The brief is based on case studies compiled using a desk review of secondary data sources and stakeholder interviews. The case studies were analysed using the MIP implementation framework developed by the United States Agency for International Development (USAID) Malaria Action Coalition. Key themes were identified in the three countries in relation to best practices that have furthered MIP programme implementation and challenges that have hindered the achievement of MIP goals. The most significant challenges were found in the areas of commodities, quality assurance, and financing.

The review found that integration of MIP interventions into focused antenatal care (FANC) services at the facility level are essential to MIP programming. However, the strength of integrated planning and implementation across central-level MOH units, including reproductive health (RH), national malaria control programmes (NMCPs), and HIV/PMTCT, is variable, with weaknesses largely resulting from MOH human resources constraints, the perception of other units as competitors for funding, and a lack of emphasis on programme integration by MOH leadership. In terms of policy processes, the review found that although guidelines are available at the central level in each country, they have not been disseminated effectively to all health care providers; nor have orientations to the guidelines been conducted extensively. The review also found some problems with stock outs and quality assurance of medicines.

Since MIP guidelines are included in the pre-service education curricula for clinical health care providers, inservice training focuses on evidenced-based updates and maintenance of relevant and important MIP competencies. More coordination between the RH and HIV units and national malaria Control Programmes (NMCPs) would help to better manage the time providers spend at off-site trainings and ensure that supervision of trainees focuses on eliminating gaps in performance. Alternative capacity-building strategies, such as on-the-job training and mentorship, which could contribute to better training outcomes, are currently underutilised.

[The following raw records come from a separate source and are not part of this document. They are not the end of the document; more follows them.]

//! 摄像头输入模块 - FFmpeg 摄像头采集设备
//!
//! 处理本地摄像头输入,支持 DirectShow(Windows) / AVFoundation(macOS) / V4L2(Linux).
//! FFmpeg 解码在自己的调度线程中运行, 通过帧过滤器把 RGB24 帧送进一个
//! 容量为 2 的通道, `grab()` 从通道取帧.

use std::sync::atomic::{AtomicBool, Ordering};
use std::sync::Arc;
use std::thread::{self, JoinHandle};
use std::time::Duration;

use crossbeam_channel::{bounded, Receiver, RecvTimeoutError, Sender, TrySendError};
use ez_ffmpeg::core::context::null_output::create_null_output;
use ez_ffmpeg::filter::frame_filter::FrameFilter;
use ez_ffmpeg::filter::frame_filter_context::FrameFilterContext;
use ez_ffmpeg::filter::frame_pipeline_builder::FramePipelineBuilder;
use ez_ffmpeg::{AVMediaType, FfmpegContext, Frame as AvFrame, Input};
use image::RgbImage;
use tracing::{info, warn};

use super::device::{CaptureDevice, CaptureSettings};
use crate::error::DeviceError;

/// 单次 grab 的最长等待
const GRAB_TIMEOUT: Duration = Duration::from_millis(500);
/// 等待 FFmpeg 打开设备的最长时间
const OPEN_TIMEOUT: Duration = Duration::from_secs(10);

/// FFmpeg 帧过滤器: 解码帧 → RgbImage
#[derive(Clone)]
struct CaptureFilter {
    tx: Sender<RgbImage>,
    stop: Arc<AtomicBool>,
    dropped: u64,
}

impl FrameFilter for CaptureFilter {
    fn media_type(&self) -> AVMediaType {
        AVMediaType::AVMEDIA_TYPE_VIDEO
    }

    fn init(&mut self, _ctx: &FrameFilterContext) -> Result<(), String> {
        info!("✅ 摄像头解码线程启动");
        Ok(())
    }

    fn filter_frame(
        &mut self,
        frame: AvFrame,
        _ctx: &FrameFilterContext,
    ) -> Result<Option<AvFrame>, String> {
        // 停止标志置位后返回错误, 结束 FFmpeg 调度
        if self.stop.load(Ordering::Acquire) {
            return Err("capture stopped".to_string());
        }

        unsafe {
            if frame.as_ptr().is_null() || frame.is_empty() || frame.is_corrupt() {
                self.dropped += 1;
                return Ok(None);
            }

            let w = (*frame.as_ptr()).width as u32;
            let h = (*frame.as_ptr()).height as u32;
            let plane = (*frame.as_ptr()).data[0];
            let stride = (*frame.as_ptr()).linesize[0] as usize;
            let row_bytes = w as usize * 3;

            if w == 0 || h == 0 || plane.is_null() || stride < row_bytes {
                self.dropped += 1;
                return Ok(None);
            }

            // RGB24 逐行拷贝 (去掉行尾填充)
            let mut pixels = Vec::with_capacity(row_bytes * h as usize);
            for row in 0..h as usize {
                let src = std::slice::from_raw_parts(plane.add(row * stride), row_bytes);
                pixels.extend_from_slice(src);
            }

            if let Some(image) = RgbImage::from_raw(w, h, pixels) {
                match self.tx.try_send(image) {
                    Ok(()) | Err(TrySendError::Full(_)) => {}
                    Err(TrySendError::Disconnected(_)) => {
                        return Err("capture receiver dropped".to_string());
                    }
                }
            }
        }

        Ok(Some(frame))
    }

    fn uninit(&mut self, _ctx: &FrameFilterContext) {
        info!(dropped = self.dropped, "✅ 摄像头解码线程退出");
    }
}

/// FFmpeg 摄像头采集设备
pub struct FfmpegCamera {
    device_name: Option<String>,
    rx: Option<Receiver<RgbImage>>,
    stop: Arc<AtomicBool>,
    runner: Option<JoinHandle<()>>,
}

impl FfmpegCamera {
    /// `device_name` 仅 Windows DirectShow 需要 (其他平台按索引打开)
    pub fn new(device_name: Option<String>) -> Self {
        Self {
            device_name,
            rx: None,
            stop: Arc::new(AtomicBool::new(false)),
            runner: None,
        }
    }

    /// 格式化摄像头URL - 根据平台选择
    fn format_camera_url(index: usize, name: Option<&str>) -> String {
        #[cfg(target_os = "windows")]
        {
            let _ = index;
            format!("video={}", name.unwrap_or("Integrated Camera"))
        }
        #[cfg(target_os = "linux")]
        {
            let _ = name;
            format!("/dev/video{}", index)
        }
        #[cfg(not(any(target_os = "windows", target_os = "linux")))]
        {
            let _ = name;
            format!("{}", index)
        }
    }

    fn input_format() -> &'static str {
        #[cfg(target_os = "windows")]
        let format = "dshow"; // DirectShow

        #[cfg(target_os = "macos")]
        let format = "avfoundation"; // AVFoundation

        #[cfg(target_os = "linux")]
        let format = "v4l2"; // Video4Linux2

        #[cfg(not(any(target_os = "windows", target_os = "macos", target_os = "linux")))]
        let format = "video4linux2"; // 默认

        format
    }

    fn shutdown_runner(&mut self) {
        self.stop.store(true, Ordering::Release);
        self.rx = None;
        if let Some(runner) = self.runner.take() {
            // 摄像头不再出帧时过滤器不会被调用, 调度线程可能迟迟不退出,
            // 这里不等待它, 交给 FFmpeg 自行收尾.
            if runner.is_finished() {
                let _ = runner.join();
            }
        }
    }
}

impl CaptureDevice for FfmpegCamera {
    fn name(&self) -> String {
        match &self.device_name {
            Some(name) => format!("camera:{}", name),
            None => "camera".to_string(),
        }
    }

    fn open(&mut self, settings: &CaptureSettings) -> Result<(), DeviceError> {
        self.shutdown_runner();

        let url = Self::format_camera_url(settings.device_index, self.device_name.as_deref());
        let format = Self::input_format();
        let video_size = format!("{}x{}", settings.width, settings.height);
        let framerate = settings.fps.to_string();
        let scale = format!(
            "scale={}:{},format=rgb24",
            settings.width, settings.height
        );
        info!(url = %url, format, size = %video_size, fps = %framerate, "📷 打开摄像头");

        let stop = Arc::new(AtomicBool::new(false));
        let (tx, rx) = bounded::<RgbImage>(2);
        let (ready_tx, ready_rx) = bounded::<Result<(), String>>(1);

        let filter = CaptureFilter {
            tx,
            stop: Arc::clone(&stop),
            dropped: 0,
        };

        let runner = thread::Builder::new()
            .name("ffmpeg-camera".into())
            .spawn(move || {
                let pipe: FramePipelineBuilder = AVMediaType::AVMEDIA_TYPE_VIDEO.into();
                let pipe = pipe.filter("capture", Box::new(filter));
                let out = create_null_output().add_frame_pipeline(pipe);

                let input = Input::new(url).set_format(format).set_input_opts(
                    [
                        ("framerate", framerate.as_str()),
                        ("video_size", video_size.as_str()),
                    ]
                    .into(),
                );

                let ctx = match FfmpegContext::builder()
                    .input(input)
                    .filter_descs([scale.as_str()].into())
                    .output(out)
                    .build()
                {
                    Ok(ctx) => ctx,
                    Err(e) => {
                        let _ = ready_tx.send(Err(format!("构建失败: {}", e)));
                        return;
                    }
                };

                let sch = match ctx.start() {
                    Ok(sch) => sch,
                    Err(e) => {
                        let _ = ready_tx.send(Err(format!("启动失败: {}", e)));
                        return;
                    }
                };
                let _ = ready_tx.send(Ok(()));

                let _ = sch.wait();
                info!("📹 摄像头解码循环结束");
            })
            .map_err(|e| DeviceError::Open {
                device: self.name(),
                reason: e.to_string(),
            })?;

        match ready_rx.recv_timeout(OPEN_TIMEOUT) {
            Ok(Ok(())) => {
                self.stop = stop;
                self.rx = Some(rx);
                self.runner = Some(runner);
                Ok(())
            }
            Ok(Err(reason)) => {
                let _ = runner.join();
                Err(DeviceError::Open {
                    device: self.name(),
                    reason,
                })
            }
            Err(_) => {
                stop.store(true, Ordering::Release);
                Err(DeviceError::Open {
                    device: self.name(),
                    reason: format!("no response within {:?}", OPEN_TIMEOUT),
                })
            }
        }
    }

    fn grab(&mut self) -> Result<RgbImage, DeviceError> {
        let rx = self.rx.as_ref().ok_or(DeviceError::Disconnected)?;
        match rx.recv_timeout(GRAB_TIMEOUT) {
            Ok(image) => Ok(image),
            Err(RecvTimeoutError::Timeout) => Err(DeviceError::Timeout(GRAB_TIMEOUT)),
            Err(RecvTimeoutError::Disconnected) => Err(DeviceError::Disconnected),
        }
    }

    fn release(&mut self) {
        self.shutdown_runner();
    }
}

impl Drop for FfmpegCamera {
    fn drop(&mut self) {
        self.shutdown_runner();
    }
}

/// 获取可用的摄像头设备列表
pub fn list_camera_devices() -> Vec<(usize, String)> {
    match ez_ffmpeg::device::get_input_video_devices() {
        Ok(devices) => devices.into_iter().enumerate().collect(),
        Err(e) => {
            warn!(error = %e, "⚠️ 获取摄像头列表失败");
            vec![]
        }
    }
}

The reviews adds that community health volunteers/workers are actively involved in education and mobilisation for FANC and MIP, and are viewed as playing a key role in promoting ANC attendance and the use of ITNs. Community campaigns that include both education and active assistance with hanging ITNs are considered key to increasing ITN use both by pregnant women and by the general population. Community health worker support and participation in the provision of facility-based services has relieved some of the burden on clinical providers. Although donors are increasingly devoting funds to community-based programming for the purposes of consistency and sustainability, more strategies are needed to generate resources from within communities.

In response to the identified bottlenecks, the case studies outline recommendations specific to each of the three countries. Key, cross-cutting recommendations include the following.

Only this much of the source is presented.